African venture capital firm Equator has successfully raised $55 million for its inaugural fund, dedicated to supporting early-stage climate tech startups in Africa. This milestone marks a significant step in addressing the funding challenges faced by climate tech companies in the region.
Climate tech startups in Africa face a tougher funding landscape compared to their counterparts in more developed economies. They rely heavily on development finance institutions (DFIs), foundations, and endowments, making them vulnerable to shifts in global capital flows. As aid and development finance budgets shrink, DFIs deploy less capital, adding pressure on African startups. Climate tech companies, in particular, require more capital than traditional tech startups, exacerbating the challenge.
Equator's fund aims to bridge this gap by investing in scalable solutions that can attract private capital.

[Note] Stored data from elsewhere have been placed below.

/// Separator used by paths; field names may not contain it.
pub const NAME_SEPARATOR: char = '.';

/// Largest byte size accepted for a single string or array field.
pub const MAX_FIELD_BYTES: usize = 16 * 1024 * 1024;

/// Names must be non-empty and fit on one line of source text; `"` is reserved
/// for quoting and `.` for paths.
pub(crate) fn validate_name(name: &str) -> Result<(), UdtError> {
    if name.is_empty()
        || name.contains(NAME_SEPARATOR)
        || name.contains('"')
        || name.contains(is_line_break)
    {
        return Err(UdtError::InvalidName(name.to_string()));
    }
    Ok(())
}

fn is_line_break(c: char) -> bool {
    matches!(c, '\r' | '\n')
}

/// Version text from its first digit on, e.g. `V1.0` -> `1.0`.
pub(crate) fn normalize_version(text: &str) -> String {
    let start = text.find(|c: char| c.is_ascii_digit()).unwrap_or(text.len());
    text[start..].trim().to_string()
}

/// Comments are stored on one line; line breaks become single spaces.
fn single_line(comment: String) -> String {
    comment
        .split(is_line_break)
        .map(str::trim)
        .filter(|part| !part.is_empty())
        .collect::<Vec<_>>()
        .join(" ")
}

/// Defaults end at `;` and at a trailing comment, so neither may appear inside one.
fn checked_default(value: String) -> Result<Option<String>, UdtError> {
    if value.contains(';') || value.contains("//") || value.contains(is_line_break) {
        return Err(UdtError::MalformedField {
            line: 0,
            message: format!("default '{}' cannot contain ';', '//' or line breaks", value.trim()),
        });
    }
    Ok(non_empty(value))
}

fn non_empty(value: String) -> Option<String> {
    let value = value.trim();
    if value.is_empty() {
        None
    } else {
        Some(value.to_string())
    }
}

fn overflow(name: &str) -> UdtError {
    UdtError::InvalidRange(format!("'{}': bounds out of range", name))
}

fn require_sized(ty: PrimitiveType, name: &str) -> Result<(), UdtError> {
    if ty.is_string_marker() {
        return Err(UdtError::MalformedField {
            line: 0,
            message: format!("'{}': cannot create a {} field without a length", name, ty),
        });
    }
    Ok(())
}

/// One node of the field tree.
#[derive(Debug, Clone, PartialEq)]
pub enum Field {
    Primitive(PrimitiveField),
    String(StringField),
    Array(ArrayField),
    Struct(StructField),
}

impl Field {
    pub fn name(&self) -> &str {
        match self {
            Field::Primitive(f) => &f.name,
            Field::String(f) => &f.name,
            Field::Array(f) => &f.name,
            Field::Struct(f) => &f.name,
        }
    }

    pub fn comment(&self) -> &str {
        match self {
            Field::Primitive(f) => &f.comment,
            Field::String(f) => &f.comment,
            Field::Array(f) => &f.comment,
            Field::Struct(f) => &f.comment,
        }
    }

    /// Leaf fields (primitive or string) fit a single column.
    pub fn is_atomic(&self) -> bool {
        matches!(self, Field::Primitive(_) | Field::String(_))
    }

    /// True for a primitive `BOOL` field (the only fields packed into bits).
    pub fn is_bool(&self) -> bool {
        matches!(self, Field::Primitive(p) if p.ty.is_bool())
    }
}

impl From<PrimitiveField> for Field {
    fn from(f: PrimitiveField) -> Self {
        Field::Primitive(f)
    }
}

impl From<StringField> for Field {
    fn from(f: StringField) -> Self {
        Field::String(f)
    }
}

impl From<ArrayField> for Field {
    fn from(f: ArrayField) -> Self {
        Field::Array(f)
    }
}

impl From<StructField> for Field {
    fn from(f: StructField) -> Self {
        Field::Struct(f)
    }
}

/// A field that fits a single database cell.
#[derive(Debug, Clone, PartialEq)]
pub enum AtomicField {
    Primitive(PrimitiveField),
    String(StringField),
}

impl AtomicField {
    pub fn name(&self) -> &str {
        match self {
            AtomicField::Primitive(f) => &f.name,
            AtomicField::String(f) => &f.name,
        }
    }

    pub fn comment(&self) -> &str {
        match self {
            AtomicField::Primitive(f) => &f.comment,
            AtomicField::String(f) => &f.comment,
        }
    }
}

impl From<AtomicField> for Field {
    fn from(f: AtomicField) -> Self {
        match f {
            AtomicField::Primitive(p) => Field::Primitive(p),
            AtomicField::String(s) => Field::String(s),
        }
    }
}

#[derive(Debug, Clone, PartialEq)]
pub struct PrimitiveField {
    name: String,
    comment: String,
    ty: PrimitiveType,
    default_value: Option<String>,
}

impl PrimitiveField {
    pub fn new(name: impl Into<String>, ty: PrimitiveType) -> Result<Self, UdtError> {
        let name = name.into().trim().to_string();
        validate_name(&name)?;
        require_sized(ty, &name)?;
        Ok(PrimitiveField {
            name,
            comment: String::new(),
            ty,
            default_value: None,
        })
    }

    pub fn with_comment(mut self, comment: impl Into<String>) -> Self {
        self.comment = single_line(comment.into());
        self
    }

    /// Blank defaults are treated as absent.
    pub fn with_default(mut self, default_value: impl Into<String>) -> Result<Self, UdtError> {
        self.default_value = checked_default(default_value.into())?;
        Ok(self)
    }

    pub fn name(&self) -> &str {
        &self.name
    }

    pub fn comment(&self) -> &str {
        &self.comment
    }

    pub fn ty(&self) -> PrimitiveType {
        self.ty
    }

    pub fn default_value(&self) -> Option<&str> {
        self.default_value.as_deref()
    }
}

/// Fixed-capacity string: one byte declared length, one byte actual length, then
/// `max_length` reserved bytes.
#[derive(Debug, Clone, PartialEq)]
pub struct StringField {
    name: String,
    comment: String,
    max_length: usize,
}

impl StringField {
    pub fn new(name: impl Into<String>, max_length: usize) -> Result<Self, UdtError> {
        let name = name.into().trim().to_string();
        validate_name(&name)?;
        if max_length > MAX_FIELD_BYTES - 2 {
            return Err(UdtError::InvalidRange(format!(
                "'{}': string length {} exceeds {} bytes",
                name, max_length, MAX_FIELD_BYTES
            )));
        }
        Ok(StringField {
            name,
            comment: String::new(),
            max_length,
        })
    }

    pub fn with_comment(mut self, comment: impl Into<String>) -> Self {
        self.comment = single_line(comment.into());
        self
    }

    pub fn name(&self) -> &str {
        &self.name
    }

    pub fn comment(&self) -> &str {
        &self.comment
    }

    pub fn max_length(&self) -> usize {
        self.max_length
    }
}

/// Array of scalars over `[start_index, end_index)`.
#[derive(Debug, Clone, PartialEq)]
pub struct ArrayField {
    name: String,
    comment: String,
    element_type: PrimitiveType,
    start_index: i64,
    end_index: i64,
    default_value: Option<String>,
}

impl ArrayField {
    /// Both ends of `range` must be bounded; there is no length to resolve an
    /// open end against. `0..=3` and `0..4` describe the same four elements.
    pub fn new(
        name: impl Into<String>,
        element_type: PrimitiveType,
        range: impl RangeBounds<i64>,
    ) -> Result<Self, UdtError> {
        let name = name.into().trim().to_string();
        validate_name(&name)?;
        require_sized(element_type, &name)?;
        let start_index = match range.start_bound() {
            Bound::Included(&s) => s,
            Bound::Excluded(&s) => s.checked_add(1).ok_or_else(|| overflow(&name))?,
            Bound::Unbounded => {
                return Err(UdtError::InvalidRange(format!(
                    "'{}': cannot index from end with unknown length",
                    name
                )))
            }
        };
        let end_index = match range.end_bound() {
            Bound::Included(&e) => e.checked_add(1).ok_or_else(|| overflow(&name))?,
            Bound::Excluded(&e) => e,
            Bound::Unbounded => {
                return Err(UdtError::InvalidRange(format!(
                    "'{}': cannot index from end with unknown length",
                    name
                )))
            }
        };
        let count = end_index.checked_sub(start_index).ok_or_else(|| overflow(&name))?;
        if count < 0 {
            return Err(UdtError::InvalidRange(format!(
                "'{}': range ends before it starts",
                name
            )));
        }
        let too_large = usize::try_from(count)
            .ok()
            .and_then(|n| n.checked_mul(element_type.byte_size()))
            .map_or(true, |bytes| bytes > MAX_FIELD_BYTES);
        if too_large {
            return Err(UdtError::InvalidRange(format!(
                "'{}': {} elements of {} exceed {} bytes",
                name, count, element_type, MAX_FIELD_BYTES
            )));
        }
        Ok(ArrayField {
            name,
            comment: String::new(),
            element_type,
            start_index,
            end_index,
            default_value: None,
        })
    }

    pub fn with_comment(mut self, comment: impl Into<String>) -> Self {
        self.comment = single_line(comment.into());
        self
    }

    pub fn with_default(mut self, default_value: impl Into<String>) -> Result<Self, UdtError> {
        self.default_value = checked_default(default_value.into())?;
        Ok(self)
    }

    pub fn name(&self) -> &str {
        &self.name
    }

    pub fn comment(&self) -> &str {
        &self.comment
    }

    pub fn element_type(&self) -> PrimitiveType {
        self.element_type
    }

    pub fn start_index(&self) -> i64 {
        self.start_index
    }

    /// Exclusive.
    pub fn end_index(&self) -> i64 {
        self.end_index
    }

    pub fn count(&self) -> usize {
        (self.end_index - self.start_index) as usize
    }

    pub fn default_value(&self) -> Option<&str> {
        self.default_value.as_deref()
    }

    /// One primitive per index, named by the index.
    pub fn elements(&self) -> impl Iterator<Item = PrimitiveField> + '_ {
        (self.start_index..self.end_index).map(move |i| PrimitiveField {
            name: i.to_string(),
            comment: String::new(),
            ty: self.element_type,
            default_value: self.default_value.clone(),
        })
    }
}

#[derive(Debug, Clone, PartialEq)]
pub struct StructField {
    name: String,
    comment: String,
    fields: Vec<Field>,
}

According to the firm's managing partner, Nijhad Jamal, "We are needed more than ever to invest in technology and scalable ventures tackling fundamental climate challenges. These investments will help reduce dependence on aid and instead bring more global private capital into the region."
The fund's backers include DFIs such as British International Investment (BII), Proparco, and IFC, as well as foundations and endowments like the Global Energy Alliance for People and Planet (funded by IKEA, Rockefeller, and Jeff Bezos' Earth Fund) and the Shell Foundation. While this may seem counterintuitive, given the firm's goal of weaning startups off aid, Jamal emphasizes the importance of mobilizing private capital for scalable ventures.
Equator plans to invest the fund in 15 to 18 startups, writing checks of $750,000 to $1 million for companies at the Seed stage, and $2 million for those at Series A. Beyond capital, the firm aims to provide support in areas such as unit economics, governance, and regional expansion. The fund will also reserve capital for follow-on investments and later-stage rounds, with the goal of mobilizing its limited partners as co-investors to bring in equity, debt, or blended financing.
Africa accounts for less than 3% of global energy-related CO2 emissions, yet bears some of the harshest climate impacts. Equator's investments focus on ventures addressing economic and sustainability challenges emerging from these impacts. Jamal highlights the importance of backing technical founders building in the energy, agriculture, and mobility sectors.
The market has shifted since Equator's first close in 2023, with investor conversations evolving from a focus on impact to a greater emphasis on sales and economic value. Jamal cites examples of climate solutions that deliver clear economic value, such as electric vehicles that cost less than fuel-powered ones, climate insurance that accurately covers extreme weather, and AI-powered logistics optimization for businesses.
Equator's portfolio companies, including Roam Electric, Ibisa, and Leta, are building these solutions. Jamal notes that the narrative has shifted, with a renewed focus on mobilizing private capital for scalable ventures that solve problems. The emphasis is now on unit economics, profitability, and exits, as investors seek strong returns.
Jamal anticipates a renewed focus on M&A, with $100 million exits becoming more common. He stresses the importance of capital structuring, arguing that startups need the right mix of equity and debt to avoid excessive equity dilution. As debt and other financial instruments become more available, commercial exits will become more feasible.
Equator's managing partner, Nijhad Jamal, brings a wealth of experience to the table, having previously held roles at BlackRock and impact investor Acumen Fund. He founded Moja Capital, a personal fund that made early-stage investments aligned with Equator's current strategy. Jamal runs Equator alongside partner Morgan DeFoort.
With its $55 million fund, Equator is poised to make a significant impact in the African climate tech ecosystem, bridging the funding gap and promoting scalable solutions that attract private capital. As the sector continues to evolve, Equator's investments will play a critical role in addressing the region's unique climate challenges.